Back to Leicestershire and my slow progress up the River Wreake. The village of Thrussington has a population of around 500 and is a few miles north-east of Leicester just off the busy A46.
The church of Holy Trinity is a small church with nave, chancel, south porch, north & south aisles and west tower. The oldest fabric dates to the 13th century with later additions. There are traces of an earlier south wall visibly externally between the nave and south aisle and in the spandrels of the south arcade.
The chancel dates to the 13th century and has a piscina with credence shelf with some ornamentation. The south arcade dates to around circa 1300, it has octagonal piers one with a circular abacus. The church looks rather odd internally when you look to the west tower. This is because the embattled 14th century tower was added and built slightly within the church. Usually a tower is added externally and it is usually a shortage of room to the west that results in a tower being built within the church. Today there seems to be no logical reason why they did not add it as there is plenty of room to west – that perhaps was not the case six to seven hundred years ago.
Internally on the east wall of the tower can be seen the various roof-lines the church has had over the centuries which I always find interesting. The north arcade has taller piers than the south and was added later. In 1877 the church underwent a restoration by Goddard & Paget, the pews and chancel furniture date to this period. The font is octagonal with some some carved detail and sits on four piers (probably later) date is probably 14th century.

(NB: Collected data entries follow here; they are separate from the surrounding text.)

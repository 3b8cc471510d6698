use axum::{
    http::StatusCode,
    response::{IntoResponse, Response},
    Json,
};
use serde_json::json;
use thiserror::Error;
use uuid::Uuid;

/// Engine-level error taxonomy. Every operation of the matching/scoring pipeline and the
/// versioned store reports failures through this type.
#[derive(Debug, Error)]
pub enum EngineError {
    #[error("Malformed input: {0}")]
    MalformedInput(String),

    #[error(
        "Insufficient analysis: {succeeded} of {expected} components succeeded (minimum {required}); failed: {}",
        .failed.join(", ")
    )]
    InsufficientAnalysis {
        succeeded: usize,
        expected: usize,
        required: usize,
        failed: Vec<String>,
    },

    #[error("Skill extraction failed: {0}")]
    Extraction(String),

    #[error("No {kind} entry found for user {user_id} at company '{company}'")]
    NotFound {
        user_id: Uuid,
        company: String,
        kind: String,
    },

    #[error("Store write failed: {0}")]
    StoreWrite(String),

    #[error("Store read failed: {0}")]
    StoreRead(String),
}

/// Application-level error type.
/// Implements `IntoResponse` so Axum handlers can return `Result<T, AppError>`.
#[derive(Debug, Error)]
pub enum AppError {
    #[error("Not found: {0}")]
    NotFound(String),

    #[error("Validation error: {0}")]
    Validation(String),

    #[error("Upstream analysis error: {0}")]
    Upstream(String),

    #[error("Storage error: {0}")]
    Storage(String),

    #[error("Internal server error: {0}")]
    Internal(#[from] anyhow::Error),
}

impl From<EngineError> for AppError {
    fn from(e: EngineError) -> Self {
        match e {
            EngineError::MalformedInput(msg) => AppError::Validation(msg),
            e @ EngineError::InsufficientAnalysis { .. } => AppError::Upstream(e.to_string()),
            EngineError::Extraction(msg) => AppError::Upstream(msg),
            e @ EngineError::NotFound { .. } => AppError::NotFound(e.to_string()),
            EngineError::StoreWrite(msg) | EngineError::StoreRead(msg) => AppError::Storage(msg),
        }
    }
}

impl IntoResponse for AppError {
    fn into_response(self) -> Response {
        let (status, code, message) = match &self {
            AppError::NotFound(msg) => (StatusCode::NOT_FOUND, "NOT_FOUND", msg.clone()),
            AppError::Validation(msg) => (StatusCode::BAD_REQUEST, "VALIDATION_ERROR", msg.clone()),
            AppError::Upstream(msg) => {
                tracing::error!("Upstream analysis error: {msg}");
                (
                    StatusCode::BAD_GATEWAY,
                    "ANALYSIS_UNAVAILABLE",
                    msg.clone(),
                )
            }
            AppError::Storage(msg) => {
                tracing::error!("Storage error: {msg}");
                (
                    StatusCode::INTERNAL_SERVER_ERROR,
                    "STORAGE_ERROR",
                    "A storage error occurred".to_string(),
                )
            }
            AppError::Internal(e) => {
                tracing::error!("Internal error: {e:?}");
                (
                    StatusCode::INTERNAL_SERVER_ERROR,
                    "INTERNAL_ERROR",
                    "An internal server error occurred".to_string(),
                )
            }
        };

        let body = Json(json!({
            "error": {
                "code": code,
                "message": message
            }
        }));

        (status, body).into_response()
    }
}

With its high pitched roof and weathered ironstone tower this church has plenty of character. It does not have any great monuments or memorials but it still has plenty of things of interest and is well worth a walk around. However this church is usually locked outside services so gaining access could be a problem. Although there may be contacts listed in the porch you cannot guarantee they are available to come and let you in, this applies to many churches – although many do not even list any contacts at all.